Canada Real, Madrid

Checking in to Europe's largest illegal drugs supermarket

With the help of a priest, we search for a new class of east European addicts who steal for heroin in Madrid’s Cañada Real

By Michael Bird, Vlad Odobescu, Sorina Vazelina, Feliciano Tisera
23 November 2016

Madrid’s underground station of Embajadores is a crowded junction with a fountain gushing from its roundabout, an arts centre, cafeterias and public showers - Casa de baños - where anyone can wash for 50 Eurocents, if they bring their own soap and towel. A multicultural mix of upward mobility and local artisans rendezvous here in family-run bars for a café con leche and a toasted sandwich of jamón ibérico.
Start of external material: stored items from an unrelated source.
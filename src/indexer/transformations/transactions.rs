use base64::Engine;
use base64::engine::general_purpose::STANDARD;
use prost::Message;
use std::collections::{HashMap, HashSet};
use std::time::Instant;
use tracing::{debug, error, warn};

use crate::indexer::transformations::amounts::coin_amount;
use crate::indexer::transformations::mappers::lookup;
use crate::indexer::transformations::messages::{DecodedMessage, decode_message};
use crate::indexer::transformations::reconciler::build_fallback_event;
use crate::metrics::MetricsSink;
use crate::models::common::Block;
use crate::models::errors::AssembleError;
use crate::models::logs::{LogFormat, TxLogError};
use crate::models::proto::{AuthInfo, TxBody, TxRaw};
use crate::models::rpc::{ResultTxSearch, TxResponse};
use crate::models::transactions::{
    SubsetEvent, SubsetEventError, Transaction, TransactionAmount, TransactionEvent,
};

pub trait TransactionTransformer {
    fn transform_transactions(
        self,
        blocks: &HashMap<u64, Block>,
        metrics: &dyn MetricsSink,
    ) -> Vec<Transaction>;
}

impl TransactionTransformer for ResultTxSearch {
    /// Transactions that cannot be assembled are logged, counted as broken and
    /// left out; the rest of the page is kept.
    fn transform_transactions(
        self,
        blocks: &HashMap<u64, Block>,
        metrics: &dyn MetricsSink,
    ) -> Vec<Transaction> {
        self.txs
            .iter()
            .filter_map(|raw| match assemble_transaction(raw, blocks, metrics) {
                Ok(tx) => Some(tx),
                Err(e) => {
                    error!(hash = %raw.hash, height = %raw.height, error = %e, "Skipping transaction");
                    metrics.broken_message("tx", "decode");
                    None
                }
            })
            .collect()
    }
}

/// Converts one raw `tx_search` entry into a normalized transaction.
///
/// Only an unreadable base64 payload is an error. Every other problem is logged,
/// counted through `metrics`, and leaves the affected fields at their defaults.
pub fn assemble_transaction(
    raw: &TxResponse,
    blocks: &HashMap<u64, Block>,
    metrics: &dyn MetricsSink,
) -> Result<Transaction, AssembleError> {
    let started = Instant::now();

    let height = parse_scalar(&raw.height, "height", &raw.hash);
    let (logs, mut errors) = parse_logs(raw);
    errors.extend(nested_errors(&logs));

    let payload = STANDARD
        .decode(raw.tx.trim())
        .map_err(|source| AssembleError::Base64 {
            hash: raw.hash.clone(),
            source,
        })?;
    let (body, auth_info) = decode_envelope(&payload, &raw.hash);

    let mut events = Vec::with_capacity(body.messages.len() + logs.len() + errors.len());
    let mut covered = HashSet::new();

    ////////////////////////////////// Embedded Messages //////////////////////////////////
    for (index, any) in body.messages.iter().enumerate() {
        let id = index.to_string();
        let empty = LogFormat::default();
        let logf = find_log(&logs, index).unwrap_or(&empty);
        covered.insert(id.clone());

        let mut tev = TransactionEvent {
            id,
            ..Default::default()
        };

        match decode_message(any) {
            DecodedMessage::Known { route, action, msg } => match lookup(route, action) {
                Some(mapper) => match mapper(&msg, logf) {
                    Ok(sub) if sub.is_present() => {
                        tev.kind = action.to_string();
                        tev.sub.push(sub);
                    }
                    Ok(_) => {}
                    Err(e) => {
                        metrics.broken_message(route, action);
                        warn!(route, action, height, hash = %raw.hash, error = %e, "Problem mapping message");
                    }
                },
                None => {
                    metrics.unknown_message(route, action);
                    debug!(route, action, height, "Decoded message without a mapper");
                }
            },
            DecodedMessage::Broken {
                route,
                action,
                error,
            } => {
                metrics.broken_message(route, action);
                warn!(route, action, height, hash = %raw.hash, error = %error, "Problem decoding message");
            }
            DecodedMessage::Unknown { route, action } => {
                metrics.unknown_message(&route, &action);
                debug!(route = %route, action = %action, height, hash = %raw.hash, "Unknown message type");
            }
        }

        events.push(tev);
    }

    ////////////////////////////////// Log-only Entries ///////////////////////////////////
    for logf in &logs {
        if covered.insert(logf.index()) {
            events.push(build_fallback_event(logf));
        }
    }

    ////////////////////////////////////// Errors ////////////////////////////////////////
    events.extend(errors.into_iter().map(error_event));

    let fee = auth_info
        .fee
        .map(|fee| fee_amounts(&fee.amount, &raw.hash))
        .unwrap_or_default();

    let mut tx = Transaction {
        hash: raw.hash.clone(),
        memo: body.memo,
        height,
        gas_wanted: parse_scalar(&raw.tx_result.gas_wanted, "gas_wanted", &raw.hash),
        gas_used: parse_scalar(&raw.tx_result.gas_used, "gas_used", &raw.hash),
        fee,
        raw_log: raw.tx_result.log.as_bytes().to_vec(),
        raw: payload,
        events,
        ..Default::default()
    };

    match blocks.get(&height) {
        Some(block) => {
            tx.time = block.time;
            tx.chain_id = block.chain_id.clone();
            tx.block_hash = block.hash.clone();
        }
        None => debug!(height, hash = %raw.hash, "No block metadata for transaction"),
    }

    metrics.transaction_converted(started.elapsed());
    Ok(tx)
}

/// Success logs are a list; a failed transaction carries a single error object instead.
fn parse_logs(raw: &TxResponse) -> (Vec<LogFormat>, Vec<TxLogError>) {
    let result = &raw.tx_result;
    match serde_json::from_str::<Vec<LogFormat>>(&result.log) {
        Ok(logs) => (logs, Vec::new()),
        Err(e) if result.code != 0 => {
            let err = serde_json::from_str::<TxLogError>(&result.log).unwrap_or_else(|_| {
                TxLogError {
                    codespace: result.codespace.clone(),
                    code: f64::from(result.code),
                    message: result.log.clone(),
                }
            });
            debug!(hash = %raw.hash, code = result.code, error = %e, "Transaction failed on chain");
            (Vec::new(), vec![err])
        }
        Err(e) => {
            if !result.log.is_empty() {
                warn!(hash = %raw.hash, error = %e, "Unreadable transaction log");
            }
            (Vec::new(), Vec::new())
        }
    }
}

fn nested_errors(logs: &[LogFormat]) -> Vec<TxLogError> {
    logs.iter()
        .filter_map(|logf| serde_json::from_str::<TxLogError>(&logf.log).ok())
        .filter(|err| !err.message.is_empty())
        .collect()
}

fn decode_envelope(payload: &[u8], hash: &str) -> (TxBody, AuthInfo) {
    let envelope = TxRaw::decode(payload).unwrap_or_else(|e| {
        warn!(hash, error = %e, "Problem decoding transaction envelope");
        TxRaw::default()
    });
    let body = TxBody::decode(envelope.body_bytes.as_slice()).unwrap_or_else(|e| {
        warn!(hash, error = %e, "Problem decoding transaction body");
        TxBody::default()
    });
    let auth_info = AuthInfo::decode(envelope.auth_info_bytes.as_slice()).unwrap_or_else(|e| {
        warn!(hash, error = %e, "Problem decoding transaction auth info");
        AuthInfo::default()
    });
    (body, auth_info)
}

/// Positional match first; logs may be sparse or out of order, so fall back to a scan.
fn find_log(logs: &[LogFormat], index: usize) -> Option<&LogFormat> {
    let wanted = index.to_string();
    logs.get(index)
        .filter(|logf| logf.index() == wanted)
        .or_else(|| logs.iter().find(|logf| logf.index() == wanted))
}

fn fee_amounts(coins: &[crate::models::proto::Coin], hash: &str) -> Vec<TransactionAmount> {
    coins
        .iter()
        .filter_map(|coin| match coin_amount(coin) {
            Ok(amount) => Some(amount),
            Err(e) => {
                warn!(hash, denom = %coin.denom, error = %e, "Dropping unreadable fee amount");
                None
            }
        })
        .collect()
}

fn parse_scalar(value: &str, field: &str, hash: &str) -> u64 {
    value.trim().parse().unwrap_or_else(|e| {
        warn!(hash, field, value, error = %e, "Problem parsing transaction field");
        0
    })
}

fn error_event(err: TxLogError) -> TransactionEvent {
    TransactionEvent {
        id: String::new(),
        kind: "error".to_string(),
        sub: vec![SubsetEvent {
            kind: vec!["error".to_string()],
            module: err.codespace,
            error: Some(SubsetEventError {
                message: err.message,
            }),
            ..Default::default()
        }],
    }
}
pub mod blocks;
pub mod cache;
pub mod rewards;
pub mod transactions;

use http::header::AUTHORIZATION;
use serde::de::DeserializeOwned;
use std::collections::HashMap;
use std::future::Future;
use std::sync::Arc;
use std::time::{Duration, Instant};
use tokio::sync::Mutex;
use tracing::debug;
use url::Url;

use crate::indexer::rpc::cache::BlockCache;
use crate::metrics::MetricsSink;
use crate::models::common::{Block, BlocksMap, Config, HeightAccount, HeightHash, HeightRange};
use crate::models::errors::RpcError;
use crate::models::rpc::RpcResponse;
use crate::models::tasks::GetRewardResponse;
use crate::models::transactions::Transaction;
use crate::utils::rate_limiter::RateLimiter;
use crate::utils::strip_html;

/// Tendermint RPC operations the worker depends on.
pub trait Rpc: Send + Sync {
    /// Height zero means the latest block.
    fn get_block(&self, params: HeightHash) -> impl Future<Output = Result<Block, RpcError>> + Send;

    /// Adds the metadata of every block in `range` to `acc`.
    fn get_blocks_meta(
        &self,
        range: HeightRange,
        acc: &Mutex<BlocksMap>,
    ) -> impl Future<Output = Result<(), RpcError>> + Send;

    fn search_tx(
        &self,
        range: HeightRange,
        blocks: &HashMap<u64, Block>,
        page: u64,
        per_page: u64,
    ) -> impl Future<Output = Result<Vec<Transaction>, RpcError>> + Send;
}

/// Cosmos LCD (REST) operations.
pub trait Lcd: Send + Sync {
    fn get_reward(
        &self,
        params: HeightAccount,
    ) -> impl Future<Output = Result<GetRewardResponse, RpcError>> + Send;
}

//////////////////////////////////////// Transport ////////////////////////////////////////

/// Rate limited JSON-over-HTTP access to one node endpoint.
pub struct HttpTransport {
    client: reqwest::Client,
    base: Url,
    key: Option<String>,
    limiter: Arc<RateLimiter>,
    metrics: Arc<dyn MetricsSink>,
}

impl HttpTransport {
    pub fn new(
        base: &str,
        key: Option<String>,
        timeout: Duration,
        limiter: Arc<RateLimiter>,
        metrics: Arc<dyn MetricsSink>,
    ) -> Result<Self, RpcError> {
        let mut base = Url::parse(base)?;
        if !base.path().ends_with('/') {
            let path = format!("{}/", base.path());
            base.set_path(&path);
        }

        let client = reqwest::Client::builder().timeout(timeout).build()?;

        Ok(Self {
            client,
            base,
            key: key.filter(|k| !k.is_empty()),
            limiter,
            metrics,
        })
    }

    pub async fn get_json<T: DeserializeOwned>(
        &self,
        endpoint: &'static str,
        path: &str,
        query: &[(&str, String)],
    ) -> Result<T, RpcError> {
        let url = self.base.join(path.trim_start_matches('/'))?;

        self.limiter.acquire().await;
        let started = Instant::now();

        let result = self.send(url, query).await;
        self.metrics
            .rpc_request(endpoint, started.elapsed(), result.is_ok());

        let body = result?;
        Ok(serde_json::from_str(&body)?)
    }

    async fn send(&self, url: Url, query: &[(&str, String)]) -> Result<String, RpcError> {
        debug!(url = %url, "Requesting node");
        let mut request = self.client.get(url).query(query);
        if let Some(key) = &self.key {
            request = request.header(AUTHORIZATION, key);
        }

        let response = request.send().await?;
        let status = response.status();
        let body = response.text().await?;

        if status.as_u16() > 399 {
            return Err(RpcError::Status {
                status: status.as_u16(),
                body: strip_html(&body),
            });
        }
        Ok(body)
    }
}

/// Unwraps a JSON-RPC envelope, turning `error.message` into a query failure.
pub fn into_result<T>(response: RpcResponse<T>, endpoint: &'static str) -> Result<T, RpcError> {
    if let Some(error) = response.error.filter(|e| !e.message.is_empty()) {
        let message = if error.data.is_empty() {
            error.message
        } else {
            format!("{}: {}", error.message, error.data)
        };
        return Err(RpcError::Query { endpoint, message });
    }
    response.result.ok_or(RpcError::MissingResult { endpoint })
}

////////////////////////////////////////// Clients //////////////////////////////////////////

pub struct RpcClient {
    transport: HttpTransport,
    cache: BlockCache,
    metrics: Arc<dyn MetricsSink>,
}

impl RpcClient {
    pub fn new(
        config: &Config,
        limiter: Arc<RateLimiter>,
        metrics: Arc<dyn MetricsSink>,
    ) -> Result<Self, RpcError> {
        let transport = HttpTransport::new(
            &config.rpc_url,
            config.datahub_key.clone(),
            Duration::from_secs(config.request_timeout_secs),
            limiter,
            metrics.clone(),
        )?;

        Ok(Self {
            transport,
            cache: BlockCache::new(config.block_cache_capacity),
            metrics,
        })
    }
}

impl Rpc for RpcClient {
    async fn get_block(&self, params: HeightHash) -> Result<Block, RpcError> {
        self.fetch_block(params).await
    }

    async fn get_blocks_meta(
        &self,
        range: HeightRange,
        acc: &Mutex<BlocksMap>,
    ) -> Result<(), RpcError> {
        self.fetch_blocks_meta(range, acc).await
    }

    async fn search_tx(
        &self,
        range: HeightRange,
        blocks: &HashMap<u64, Block>,
        page: u64,
        per_page: u64,
    ) -> Result<Vec<Transaction>, RpcError> {
        self.fetch_transactions(range, blocks, page, per_page).await
    }
}

pub struct LcdClient {
    transport: HttpTransport,
}

impl LcdClient {
    pub fn new(
        config: &Config,
        limiter: Arc<RateLimiter>,
        metrics: Arc<dyn MetricsSink>,
    ) -> Result<Self, RpcError> {
        let transport = HttpTransport::new(
            &config.lcd_url,
            config.datahub_key.clone(),
            Duration::from_secs(config.request_timeout_secs),
            limiter,
            metrics,
        )?;
        Ok(Self { transport })
    }
}

impl Lcd for LcdClient {
    async fn get_reward(&self, params: HeightAccount) -> Result<GetRewardResponse, RpcError> {
        self.fetch_reward(params).await
    }
}

#[cfg(test)]
mod tests {
    use super::*;
    use crate::metrics::NoopMetrics;
    use crate::models::rpc::ResponseError;

    #[test]
    fn test_base_url_keeps_path() {
        let transport = HttpTransport::new(
            "https://kava.example.com/apikey/abc",
            Some(String::new()),
            Duration::from_secs(1),
            Arc::new(RateLimiter::new(1)),
            Arc::new(NoopMetrics),
        )
        .unwrap();

        assert!(transport.key.is_none());
        assert_eq!(
            transport.base.join("tx_search").unwrap().as_str(),
            "https://kava.example.com/apikey/abc/tx_search"
        );
    }

    #[test]
    fn test_envelope_error_message() {
        let response: RpcResponse<u64> = RpcResponse {
            jsonrpc: "2.0".to_string(),
            result: None,
            error: Some(ResponseError {
                code: -32603,
                message: "Internal error".to_string(),
                data: "height 99 must be less than or equal to the current blockchain height 10"
                    .to_string(),
            }),
        };
        let err = into_result(response, "/block").unwrap_err();
        assert!(matches!(err, RpcError::Query { endpoint: "/block", .. }));

        let missing: RpcResponse<u64> = RpcResponse {
            jsonrpc: String::new(),
            result: None,
            error: None,
        };
        assert!(matches!(
            into_result(missing, "/block"),
            Err(RpcError::MissingResult { .. })
        ));
    }
}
But moving through the crowds of commuters and traders are a different kind of people - mostly over 40, with battered baseball caps and grey, dusty jackets, their shoes are beaten-up and their gait slouching.

They band together on a bench outside the Metro station and opposite the El Portillo bar, where they shout at each other. One from their group stands up and walks along the kerb of the ring-road, checking his phone, and glancing between the heads of people and the sides of vehicles. He is searching for a driver.

These are drug addicts who collect here every day, waiting for a car - called a cunda - to take them from the centre of Madrid to the outskirts, where there is a 16 km stretch of road called Cañada Real, a former trail for cow-herders. In the last two decades, this thoroughfare has seen a boom in shanty-huts and squatters. Every day, users travel by taxi from Madrid to the zone to inject or smoke heroin, before returning to the capital. The cundero - the driver - wants to fill up his cab with as many junkies as he can, so will not move until his car is full.

We approach the users on the bench, and mention we are from the press. They scream out, stand up and, as a group, race to our side. As we turn to them, they back off, as though we have the power to hurt them with our gaze.

Another man in his 50s, in tattered denim, round glasses and a knotted green necktie ambles up to us. His name is Luis.

“They are scared you have hidden cameras,” he says. “This whole place…” he gestures around the shops, along the glass entrance to the Metro, and to our jackets and shirts, “... was fitted with hidden cameras.”

Luis explains that he was also a former journalist, but no longer. Now he smokes heroin.

We ask how much the cunda costs.

“It’s five Euro,” he says. “You can find out about it on the Internet.”

What about Romanians? Are they coming here now?

“There are lots of Romanians coming to Embajadores,” he says. “As well as Ukrainians and Bulgarians. They started coming three or four years ago. They steal during the day and come here in the afternoon to get a taxi to Cañada Real. Compared to the other users, when they take drugs, they are more vicious.”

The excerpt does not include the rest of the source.